Please set down exactly the lines of the listing below from the line containing "pub async fn scheduled_count(&self)" through the line containing "let cancelled = self.cancelled.clone();", both lines included, leaving out all other lines.

---------- Dataset excerpts ----------

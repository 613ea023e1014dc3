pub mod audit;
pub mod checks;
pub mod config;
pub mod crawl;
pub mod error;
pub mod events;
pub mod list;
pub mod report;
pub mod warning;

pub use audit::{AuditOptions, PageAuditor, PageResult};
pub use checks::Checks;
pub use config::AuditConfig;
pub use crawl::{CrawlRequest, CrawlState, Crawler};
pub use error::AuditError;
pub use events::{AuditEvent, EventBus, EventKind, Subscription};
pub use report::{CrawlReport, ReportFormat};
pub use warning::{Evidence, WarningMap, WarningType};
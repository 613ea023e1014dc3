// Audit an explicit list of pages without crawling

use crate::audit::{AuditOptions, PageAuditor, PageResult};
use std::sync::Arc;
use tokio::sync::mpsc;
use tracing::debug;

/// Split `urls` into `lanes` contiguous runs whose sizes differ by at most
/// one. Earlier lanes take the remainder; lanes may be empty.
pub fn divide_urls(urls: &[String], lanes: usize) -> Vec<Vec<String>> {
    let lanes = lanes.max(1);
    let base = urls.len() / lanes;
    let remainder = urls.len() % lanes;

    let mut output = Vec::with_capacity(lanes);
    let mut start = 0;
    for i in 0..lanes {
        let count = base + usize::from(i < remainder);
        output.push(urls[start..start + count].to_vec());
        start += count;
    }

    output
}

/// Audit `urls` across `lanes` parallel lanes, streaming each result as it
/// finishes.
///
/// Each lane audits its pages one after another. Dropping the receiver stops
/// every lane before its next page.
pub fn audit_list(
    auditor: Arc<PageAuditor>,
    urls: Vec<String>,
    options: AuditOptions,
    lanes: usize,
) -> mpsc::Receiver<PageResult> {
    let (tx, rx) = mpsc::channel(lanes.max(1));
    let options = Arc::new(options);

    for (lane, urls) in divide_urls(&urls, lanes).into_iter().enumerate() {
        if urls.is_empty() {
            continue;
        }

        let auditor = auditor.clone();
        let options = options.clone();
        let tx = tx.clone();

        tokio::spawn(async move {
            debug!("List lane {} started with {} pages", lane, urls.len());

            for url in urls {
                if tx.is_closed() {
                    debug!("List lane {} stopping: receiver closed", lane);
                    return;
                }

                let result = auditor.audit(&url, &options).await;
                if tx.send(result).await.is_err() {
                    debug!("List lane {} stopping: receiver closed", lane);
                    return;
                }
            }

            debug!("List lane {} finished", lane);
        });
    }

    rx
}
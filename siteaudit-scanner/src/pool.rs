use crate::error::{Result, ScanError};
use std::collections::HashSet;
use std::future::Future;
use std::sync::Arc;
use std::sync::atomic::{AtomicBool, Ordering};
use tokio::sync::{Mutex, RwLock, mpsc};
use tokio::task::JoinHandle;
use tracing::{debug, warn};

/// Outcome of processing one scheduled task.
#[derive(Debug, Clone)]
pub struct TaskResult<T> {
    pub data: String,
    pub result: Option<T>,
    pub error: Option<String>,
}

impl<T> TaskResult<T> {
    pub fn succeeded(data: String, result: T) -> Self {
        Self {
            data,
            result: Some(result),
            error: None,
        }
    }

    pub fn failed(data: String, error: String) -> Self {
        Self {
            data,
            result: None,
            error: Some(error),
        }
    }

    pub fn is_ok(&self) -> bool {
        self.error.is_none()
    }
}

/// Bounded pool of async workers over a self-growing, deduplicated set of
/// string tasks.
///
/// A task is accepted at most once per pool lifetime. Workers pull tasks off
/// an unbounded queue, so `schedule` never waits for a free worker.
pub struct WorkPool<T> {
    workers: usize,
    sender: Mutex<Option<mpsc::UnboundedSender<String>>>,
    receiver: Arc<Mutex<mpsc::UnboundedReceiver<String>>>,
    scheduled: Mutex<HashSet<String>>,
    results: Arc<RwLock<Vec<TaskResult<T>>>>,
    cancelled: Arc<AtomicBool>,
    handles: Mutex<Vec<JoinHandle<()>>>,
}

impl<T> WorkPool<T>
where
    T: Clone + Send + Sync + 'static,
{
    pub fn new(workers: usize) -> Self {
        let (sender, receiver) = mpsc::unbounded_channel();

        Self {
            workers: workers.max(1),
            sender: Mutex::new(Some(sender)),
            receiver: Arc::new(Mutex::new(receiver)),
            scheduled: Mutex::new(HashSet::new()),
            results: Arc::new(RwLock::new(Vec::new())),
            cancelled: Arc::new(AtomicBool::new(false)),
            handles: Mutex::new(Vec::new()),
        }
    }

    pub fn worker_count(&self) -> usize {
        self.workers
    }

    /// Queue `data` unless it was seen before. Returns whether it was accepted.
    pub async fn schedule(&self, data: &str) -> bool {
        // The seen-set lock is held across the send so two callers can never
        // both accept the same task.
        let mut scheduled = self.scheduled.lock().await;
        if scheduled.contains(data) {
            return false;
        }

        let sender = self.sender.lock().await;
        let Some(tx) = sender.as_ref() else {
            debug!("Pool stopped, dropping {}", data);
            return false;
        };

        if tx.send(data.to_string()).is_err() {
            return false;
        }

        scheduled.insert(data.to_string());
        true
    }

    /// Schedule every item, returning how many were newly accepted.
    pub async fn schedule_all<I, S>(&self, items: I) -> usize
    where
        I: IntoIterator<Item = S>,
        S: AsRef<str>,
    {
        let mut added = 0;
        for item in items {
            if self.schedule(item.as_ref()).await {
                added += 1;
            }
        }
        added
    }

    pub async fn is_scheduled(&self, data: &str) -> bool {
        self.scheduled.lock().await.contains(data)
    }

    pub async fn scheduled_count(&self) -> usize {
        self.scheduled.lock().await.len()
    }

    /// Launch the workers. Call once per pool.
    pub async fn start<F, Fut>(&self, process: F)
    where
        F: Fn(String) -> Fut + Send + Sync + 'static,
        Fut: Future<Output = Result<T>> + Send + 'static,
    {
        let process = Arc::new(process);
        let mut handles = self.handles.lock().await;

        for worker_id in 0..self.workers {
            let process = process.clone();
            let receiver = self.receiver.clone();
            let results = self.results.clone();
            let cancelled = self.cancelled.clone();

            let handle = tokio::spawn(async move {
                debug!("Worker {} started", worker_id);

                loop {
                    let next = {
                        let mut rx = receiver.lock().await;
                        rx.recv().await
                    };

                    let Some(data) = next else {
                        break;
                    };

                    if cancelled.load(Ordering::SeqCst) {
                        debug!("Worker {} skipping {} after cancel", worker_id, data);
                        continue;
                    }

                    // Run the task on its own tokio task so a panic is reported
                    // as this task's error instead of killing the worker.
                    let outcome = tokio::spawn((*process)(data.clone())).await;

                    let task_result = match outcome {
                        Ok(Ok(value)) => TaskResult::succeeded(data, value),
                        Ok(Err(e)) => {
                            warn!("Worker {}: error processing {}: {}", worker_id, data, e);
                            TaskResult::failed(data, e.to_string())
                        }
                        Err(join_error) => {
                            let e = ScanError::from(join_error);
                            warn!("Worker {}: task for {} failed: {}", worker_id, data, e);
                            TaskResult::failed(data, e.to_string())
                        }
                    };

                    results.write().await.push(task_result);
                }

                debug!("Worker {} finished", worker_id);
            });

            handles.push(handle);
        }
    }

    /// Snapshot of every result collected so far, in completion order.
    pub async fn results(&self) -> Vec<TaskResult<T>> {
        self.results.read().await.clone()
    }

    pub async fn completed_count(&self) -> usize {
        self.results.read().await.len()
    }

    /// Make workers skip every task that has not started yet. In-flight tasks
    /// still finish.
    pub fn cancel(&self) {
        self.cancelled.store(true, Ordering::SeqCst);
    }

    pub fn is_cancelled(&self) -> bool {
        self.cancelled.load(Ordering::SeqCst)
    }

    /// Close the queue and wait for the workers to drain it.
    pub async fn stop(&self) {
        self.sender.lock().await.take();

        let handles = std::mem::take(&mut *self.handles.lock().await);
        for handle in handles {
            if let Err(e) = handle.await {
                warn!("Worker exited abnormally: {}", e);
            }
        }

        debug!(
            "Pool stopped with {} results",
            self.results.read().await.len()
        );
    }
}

----------
---------- Dataset excerpts ----------

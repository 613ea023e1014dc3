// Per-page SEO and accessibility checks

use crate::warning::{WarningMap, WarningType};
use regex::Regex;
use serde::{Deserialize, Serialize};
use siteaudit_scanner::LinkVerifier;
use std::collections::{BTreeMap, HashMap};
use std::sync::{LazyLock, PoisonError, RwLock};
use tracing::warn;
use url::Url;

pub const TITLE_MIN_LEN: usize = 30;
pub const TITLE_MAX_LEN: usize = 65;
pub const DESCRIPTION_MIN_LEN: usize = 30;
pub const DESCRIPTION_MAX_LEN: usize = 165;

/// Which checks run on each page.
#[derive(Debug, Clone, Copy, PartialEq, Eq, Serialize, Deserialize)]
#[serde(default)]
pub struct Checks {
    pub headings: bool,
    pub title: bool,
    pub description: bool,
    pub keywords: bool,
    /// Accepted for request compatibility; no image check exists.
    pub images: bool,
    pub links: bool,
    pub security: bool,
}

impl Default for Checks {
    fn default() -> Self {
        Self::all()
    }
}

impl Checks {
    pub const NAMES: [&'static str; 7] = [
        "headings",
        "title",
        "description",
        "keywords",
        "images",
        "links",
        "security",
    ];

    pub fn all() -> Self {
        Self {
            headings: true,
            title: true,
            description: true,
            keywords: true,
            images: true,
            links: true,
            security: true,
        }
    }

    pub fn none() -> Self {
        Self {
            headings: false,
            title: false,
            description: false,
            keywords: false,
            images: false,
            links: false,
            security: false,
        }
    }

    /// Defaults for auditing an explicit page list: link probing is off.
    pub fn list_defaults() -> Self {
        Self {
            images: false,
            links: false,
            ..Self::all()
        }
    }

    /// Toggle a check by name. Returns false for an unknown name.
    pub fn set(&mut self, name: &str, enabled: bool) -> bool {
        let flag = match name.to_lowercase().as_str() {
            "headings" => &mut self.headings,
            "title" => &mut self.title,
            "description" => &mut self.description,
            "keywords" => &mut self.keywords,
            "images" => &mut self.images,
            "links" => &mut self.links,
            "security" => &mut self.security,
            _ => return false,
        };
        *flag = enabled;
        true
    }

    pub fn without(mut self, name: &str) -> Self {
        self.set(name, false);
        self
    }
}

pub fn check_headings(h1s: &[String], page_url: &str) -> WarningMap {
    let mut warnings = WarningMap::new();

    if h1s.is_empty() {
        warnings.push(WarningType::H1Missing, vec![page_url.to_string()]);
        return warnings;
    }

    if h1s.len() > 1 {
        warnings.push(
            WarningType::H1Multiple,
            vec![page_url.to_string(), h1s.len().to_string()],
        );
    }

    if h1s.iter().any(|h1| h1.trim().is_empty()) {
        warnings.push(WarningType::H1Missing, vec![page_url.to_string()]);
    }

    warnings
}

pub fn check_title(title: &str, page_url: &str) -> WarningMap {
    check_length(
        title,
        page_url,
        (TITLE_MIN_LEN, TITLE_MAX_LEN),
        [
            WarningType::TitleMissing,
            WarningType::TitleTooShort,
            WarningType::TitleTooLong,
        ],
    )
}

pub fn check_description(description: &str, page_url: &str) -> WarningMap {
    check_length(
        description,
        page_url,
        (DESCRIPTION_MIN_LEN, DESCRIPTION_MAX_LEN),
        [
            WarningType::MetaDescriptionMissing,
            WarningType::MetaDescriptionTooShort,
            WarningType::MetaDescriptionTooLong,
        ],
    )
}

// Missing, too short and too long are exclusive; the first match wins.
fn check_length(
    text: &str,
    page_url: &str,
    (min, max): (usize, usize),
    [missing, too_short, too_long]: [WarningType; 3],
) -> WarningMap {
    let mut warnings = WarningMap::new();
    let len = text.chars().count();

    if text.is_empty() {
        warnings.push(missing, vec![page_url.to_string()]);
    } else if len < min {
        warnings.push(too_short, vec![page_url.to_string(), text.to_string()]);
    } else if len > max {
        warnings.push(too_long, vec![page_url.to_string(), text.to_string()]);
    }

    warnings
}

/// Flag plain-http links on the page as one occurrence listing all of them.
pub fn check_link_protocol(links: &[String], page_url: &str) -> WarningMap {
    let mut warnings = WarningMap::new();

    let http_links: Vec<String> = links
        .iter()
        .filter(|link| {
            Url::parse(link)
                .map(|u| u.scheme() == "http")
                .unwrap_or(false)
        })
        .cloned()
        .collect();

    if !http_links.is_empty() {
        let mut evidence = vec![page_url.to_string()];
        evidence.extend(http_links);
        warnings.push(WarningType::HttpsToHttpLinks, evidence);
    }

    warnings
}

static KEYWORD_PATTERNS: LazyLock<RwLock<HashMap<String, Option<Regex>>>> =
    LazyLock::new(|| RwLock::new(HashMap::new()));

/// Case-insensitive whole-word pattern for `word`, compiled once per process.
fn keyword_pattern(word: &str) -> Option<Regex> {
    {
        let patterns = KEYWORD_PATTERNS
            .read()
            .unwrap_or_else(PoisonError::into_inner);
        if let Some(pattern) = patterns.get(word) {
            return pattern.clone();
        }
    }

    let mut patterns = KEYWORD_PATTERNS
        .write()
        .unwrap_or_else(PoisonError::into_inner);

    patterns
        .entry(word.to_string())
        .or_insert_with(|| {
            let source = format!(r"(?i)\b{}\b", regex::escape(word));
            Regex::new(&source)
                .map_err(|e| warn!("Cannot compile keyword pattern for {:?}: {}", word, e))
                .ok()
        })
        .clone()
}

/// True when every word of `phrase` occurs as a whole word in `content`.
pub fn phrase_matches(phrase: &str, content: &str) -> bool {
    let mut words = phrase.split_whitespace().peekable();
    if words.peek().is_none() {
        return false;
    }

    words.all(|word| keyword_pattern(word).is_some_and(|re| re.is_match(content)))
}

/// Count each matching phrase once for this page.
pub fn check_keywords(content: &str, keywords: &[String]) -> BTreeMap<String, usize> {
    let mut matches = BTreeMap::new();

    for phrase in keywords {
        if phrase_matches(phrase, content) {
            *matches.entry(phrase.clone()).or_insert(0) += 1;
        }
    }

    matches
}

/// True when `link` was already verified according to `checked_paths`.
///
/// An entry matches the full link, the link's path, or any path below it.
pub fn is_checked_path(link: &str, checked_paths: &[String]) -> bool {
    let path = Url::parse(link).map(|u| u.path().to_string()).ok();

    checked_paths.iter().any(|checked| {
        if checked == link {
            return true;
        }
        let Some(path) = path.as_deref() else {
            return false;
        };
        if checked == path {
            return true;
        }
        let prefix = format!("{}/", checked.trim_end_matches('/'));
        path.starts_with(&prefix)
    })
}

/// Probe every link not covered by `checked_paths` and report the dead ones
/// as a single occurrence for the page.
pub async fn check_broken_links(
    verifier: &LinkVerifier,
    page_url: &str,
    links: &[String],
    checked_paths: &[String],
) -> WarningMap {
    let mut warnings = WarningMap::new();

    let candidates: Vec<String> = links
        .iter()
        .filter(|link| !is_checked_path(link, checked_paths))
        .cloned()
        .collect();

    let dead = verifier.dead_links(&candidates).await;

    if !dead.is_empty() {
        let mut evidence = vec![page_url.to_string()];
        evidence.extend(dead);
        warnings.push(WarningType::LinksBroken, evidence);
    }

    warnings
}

----------

### Solution
    pub async fn scheduled_count(&self) -> usize {
        self.scheduled.lock().await.len()
    }

    /// Launch the workers. Call once per pool.
    pub async fn start<F, Fut>(&self, process: F)
    where
        F: Fn(String) -> Fut + Send + Sync + 'static,
        Fut: Future<Output = Result<T>> + Send + 'static,
    {
        let process = Arc::new(process);
        let mut handles = self.handles.lock().await;

        for worker_id in 0..self.workers {
            let process = process.clone();
            let receiver = self.receiver.clone();
            let results = self.results.clone();
            let cancelled = self.cancelled.clone();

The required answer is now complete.